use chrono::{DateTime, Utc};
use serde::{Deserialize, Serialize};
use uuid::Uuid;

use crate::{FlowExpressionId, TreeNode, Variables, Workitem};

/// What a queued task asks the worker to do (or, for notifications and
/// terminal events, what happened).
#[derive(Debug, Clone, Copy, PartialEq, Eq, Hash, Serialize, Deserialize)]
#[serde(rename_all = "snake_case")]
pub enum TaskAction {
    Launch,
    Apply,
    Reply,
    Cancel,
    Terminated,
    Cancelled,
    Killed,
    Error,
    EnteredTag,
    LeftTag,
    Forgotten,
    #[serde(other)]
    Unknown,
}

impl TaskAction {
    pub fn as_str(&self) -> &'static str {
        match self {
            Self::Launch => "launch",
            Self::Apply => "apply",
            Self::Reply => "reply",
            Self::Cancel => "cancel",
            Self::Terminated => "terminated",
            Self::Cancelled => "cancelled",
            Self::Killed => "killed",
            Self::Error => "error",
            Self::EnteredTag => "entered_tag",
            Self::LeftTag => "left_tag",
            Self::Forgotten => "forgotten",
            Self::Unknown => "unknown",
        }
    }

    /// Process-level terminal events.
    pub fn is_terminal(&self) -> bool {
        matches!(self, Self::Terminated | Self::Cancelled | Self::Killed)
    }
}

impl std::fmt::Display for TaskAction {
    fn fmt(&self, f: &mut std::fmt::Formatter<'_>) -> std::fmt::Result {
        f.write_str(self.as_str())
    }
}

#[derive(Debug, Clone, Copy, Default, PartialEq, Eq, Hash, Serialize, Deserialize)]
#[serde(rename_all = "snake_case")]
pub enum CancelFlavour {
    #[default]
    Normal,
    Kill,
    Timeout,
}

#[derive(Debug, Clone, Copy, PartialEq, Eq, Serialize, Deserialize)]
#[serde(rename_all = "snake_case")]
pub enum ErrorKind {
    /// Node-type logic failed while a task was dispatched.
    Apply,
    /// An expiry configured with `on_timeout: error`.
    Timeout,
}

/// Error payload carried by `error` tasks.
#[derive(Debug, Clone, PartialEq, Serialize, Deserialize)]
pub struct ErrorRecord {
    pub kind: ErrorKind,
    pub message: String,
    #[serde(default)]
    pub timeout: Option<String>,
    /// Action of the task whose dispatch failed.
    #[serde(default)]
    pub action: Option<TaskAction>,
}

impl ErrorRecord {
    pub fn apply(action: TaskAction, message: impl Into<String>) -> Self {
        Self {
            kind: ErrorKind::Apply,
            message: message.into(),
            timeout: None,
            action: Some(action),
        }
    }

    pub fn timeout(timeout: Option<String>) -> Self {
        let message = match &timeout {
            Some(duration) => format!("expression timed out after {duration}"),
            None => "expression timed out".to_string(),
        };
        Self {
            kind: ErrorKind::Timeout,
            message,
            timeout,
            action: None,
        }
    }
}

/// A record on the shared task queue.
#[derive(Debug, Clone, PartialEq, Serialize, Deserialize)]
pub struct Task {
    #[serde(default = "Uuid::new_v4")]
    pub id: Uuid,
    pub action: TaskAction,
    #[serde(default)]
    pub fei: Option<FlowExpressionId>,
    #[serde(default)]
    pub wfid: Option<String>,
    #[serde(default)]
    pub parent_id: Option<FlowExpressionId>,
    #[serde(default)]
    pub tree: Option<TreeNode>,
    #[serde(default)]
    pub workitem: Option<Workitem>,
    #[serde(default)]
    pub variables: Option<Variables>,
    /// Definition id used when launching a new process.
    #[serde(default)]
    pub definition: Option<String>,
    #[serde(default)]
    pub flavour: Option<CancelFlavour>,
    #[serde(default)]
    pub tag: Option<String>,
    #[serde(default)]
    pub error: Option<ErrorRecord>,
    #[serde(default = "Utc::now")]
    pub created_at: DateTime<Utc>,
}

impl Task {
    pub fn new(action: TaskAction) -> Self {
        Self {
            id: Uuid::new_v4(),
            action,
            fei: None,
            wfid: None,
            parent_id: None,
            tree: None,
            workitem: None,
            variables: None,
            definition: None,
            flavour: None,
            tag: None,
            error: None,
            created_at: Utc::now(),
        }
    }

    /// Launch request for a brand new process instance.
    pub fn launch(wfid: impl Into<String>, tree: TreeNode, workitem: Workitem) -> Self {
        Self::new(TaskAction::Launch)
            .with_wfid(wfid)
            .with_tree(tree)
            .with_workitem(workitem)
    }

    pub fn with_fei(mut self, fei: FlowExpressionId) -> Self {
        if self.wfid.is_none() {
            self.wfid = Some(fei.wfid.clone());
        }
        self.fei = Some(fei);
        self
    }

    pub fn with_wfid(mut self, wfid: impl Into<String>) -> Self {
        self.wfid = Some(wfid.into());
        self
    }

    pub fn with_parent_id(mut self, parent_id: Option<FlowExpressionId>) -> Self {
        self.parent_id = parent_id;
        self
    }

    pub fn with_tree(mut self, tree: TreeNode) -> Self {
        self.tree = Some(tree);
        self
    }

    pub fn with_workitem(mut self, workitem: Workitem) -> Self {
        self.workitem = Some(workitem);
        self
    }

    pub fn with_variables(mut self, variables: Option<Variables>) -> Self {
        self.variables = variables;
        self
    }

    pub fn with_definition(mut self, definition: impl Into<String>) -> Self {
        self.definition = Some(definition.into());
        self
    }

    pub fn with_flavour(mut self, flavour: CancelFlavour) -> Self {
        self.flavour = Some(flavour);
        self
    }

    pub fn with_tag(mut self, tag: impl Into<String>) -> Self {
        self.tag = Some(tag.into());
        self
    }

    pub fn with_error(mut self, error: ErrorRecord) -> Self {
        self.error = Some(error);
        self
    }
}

--

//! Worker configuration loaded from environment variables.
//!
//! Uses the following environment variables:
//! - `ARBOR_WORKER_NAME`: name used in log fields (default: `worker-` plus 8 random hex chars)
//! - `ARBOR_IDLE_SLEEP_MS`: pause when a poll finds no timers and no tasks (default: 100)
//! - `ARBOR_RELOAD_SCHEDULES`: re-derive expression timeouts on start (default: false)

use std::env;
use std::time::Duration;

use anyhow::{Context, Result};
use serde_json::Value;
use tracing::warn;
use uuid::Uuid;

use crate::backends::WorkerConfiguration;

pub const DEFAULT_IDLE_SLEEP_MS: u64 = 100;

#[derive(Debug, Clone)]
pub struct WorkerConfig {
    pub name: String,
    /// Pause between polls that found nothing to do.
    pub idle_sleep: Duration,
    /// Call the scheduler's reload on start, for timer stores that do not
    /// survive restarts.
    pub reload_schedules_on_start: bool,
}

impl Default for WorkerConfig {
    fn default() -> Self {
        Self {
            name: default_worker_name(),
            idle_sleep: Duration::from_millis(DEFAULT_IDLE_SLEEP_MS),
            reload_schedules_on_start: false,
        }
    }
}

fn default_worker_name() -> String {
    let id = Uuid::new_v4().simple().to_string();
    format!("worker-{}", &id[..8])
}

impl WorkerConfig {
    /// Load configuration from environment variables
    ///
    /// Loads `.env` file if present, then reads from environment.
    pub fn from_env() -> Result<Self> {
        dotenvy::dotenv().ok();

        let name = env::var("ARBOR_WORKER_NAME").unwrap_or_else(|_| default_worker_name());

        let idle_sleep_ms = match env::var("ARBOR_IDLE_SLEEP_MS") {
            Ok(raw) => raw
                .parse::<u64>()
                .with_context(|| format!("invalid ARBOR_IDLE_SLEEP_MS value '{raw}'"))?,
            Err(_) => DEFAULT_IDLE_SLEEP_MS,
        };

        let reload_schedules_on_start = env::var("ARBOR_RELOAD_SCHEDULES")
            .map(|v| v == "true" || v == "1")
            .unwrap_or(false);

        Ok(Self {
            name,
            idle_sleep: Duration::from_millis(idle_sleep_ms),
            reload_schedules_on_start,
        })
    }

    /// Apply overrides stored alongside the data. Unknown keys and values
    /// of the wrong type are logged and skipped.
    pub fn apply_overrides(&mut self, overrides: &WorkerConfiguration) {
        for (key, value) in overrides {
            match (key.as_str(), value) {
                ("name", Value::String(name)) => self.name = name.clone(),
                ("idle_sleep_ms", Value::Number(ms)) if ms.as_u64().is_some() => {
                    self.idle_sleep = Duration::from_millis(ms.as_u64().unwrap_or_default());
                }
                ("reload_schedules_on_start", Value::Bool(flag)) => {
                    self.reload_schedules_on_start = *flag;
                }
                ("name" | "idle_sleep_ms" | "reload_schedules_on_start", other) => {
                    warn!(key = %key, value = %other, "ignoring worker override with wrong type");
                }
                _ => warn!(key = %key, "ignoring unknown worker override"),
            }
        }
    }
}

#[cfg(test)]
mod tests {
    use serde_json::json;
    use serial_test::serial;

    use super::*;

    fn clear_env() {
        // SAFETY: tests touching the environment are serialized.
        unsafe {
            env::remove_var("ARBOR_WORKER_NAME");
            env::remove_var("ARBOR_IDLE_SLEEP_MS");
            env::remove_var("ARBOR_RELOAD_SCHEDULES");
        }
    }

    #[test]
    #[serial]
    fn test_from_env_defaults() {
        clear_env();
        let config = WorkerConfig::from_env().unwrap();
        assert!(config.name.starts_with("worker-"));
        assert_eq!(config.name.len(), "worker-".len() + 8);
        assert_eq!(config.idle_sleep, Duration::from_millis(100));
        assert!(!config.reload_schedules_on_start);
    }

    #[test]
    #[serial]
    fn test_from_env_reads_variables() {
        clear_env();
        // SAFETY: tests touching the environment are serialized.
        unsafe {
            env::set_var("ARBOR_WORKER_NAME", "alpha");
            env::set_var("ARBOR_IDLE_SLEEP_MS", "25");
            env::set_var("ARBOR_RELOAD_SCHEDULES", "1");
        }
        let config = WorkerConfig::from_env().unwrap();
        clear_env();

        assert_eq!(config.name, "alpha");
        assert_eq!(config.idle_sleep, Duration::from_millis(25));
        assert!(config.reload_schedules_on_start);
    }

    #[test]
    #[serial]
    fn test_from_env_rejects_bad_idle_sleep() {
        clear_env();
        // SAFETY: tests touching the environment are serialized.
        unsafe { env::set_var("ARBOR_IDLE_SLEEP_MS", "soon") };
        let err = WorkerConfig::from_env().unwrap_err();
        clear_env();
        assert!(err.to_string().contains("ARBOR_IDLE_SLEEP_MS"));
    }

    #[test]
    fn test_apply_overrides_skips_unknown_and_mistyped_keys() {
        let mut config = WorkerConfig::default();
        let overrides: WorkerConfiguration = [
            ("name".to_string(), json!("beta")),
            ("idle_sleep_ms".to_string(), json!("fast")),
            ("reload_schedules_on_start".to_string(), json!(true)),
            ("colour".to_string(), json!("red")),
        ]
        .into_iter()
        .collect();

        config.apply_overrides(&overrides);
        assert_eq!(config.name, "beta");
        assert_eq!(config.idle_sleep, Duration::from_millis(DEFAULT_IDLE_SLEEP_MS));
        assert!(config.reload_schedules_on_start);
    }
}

- What you are asked to do -
Only the lines containing the word "TaskAction" should be returned from the data above.

- Finished exercise -
pub enum TaskAction {
impl TaskAction {
impl std::fmt::Display for TaskAction {
    pub action: Option<TaskAction>,
    pub fn apply(action: TaskAction, message: impl Into<String>) -> Self {
    pub action: TaskAction,
    pub fn new(action: TaskAction) -> Self {
        Self::new(TaskAction::Launch)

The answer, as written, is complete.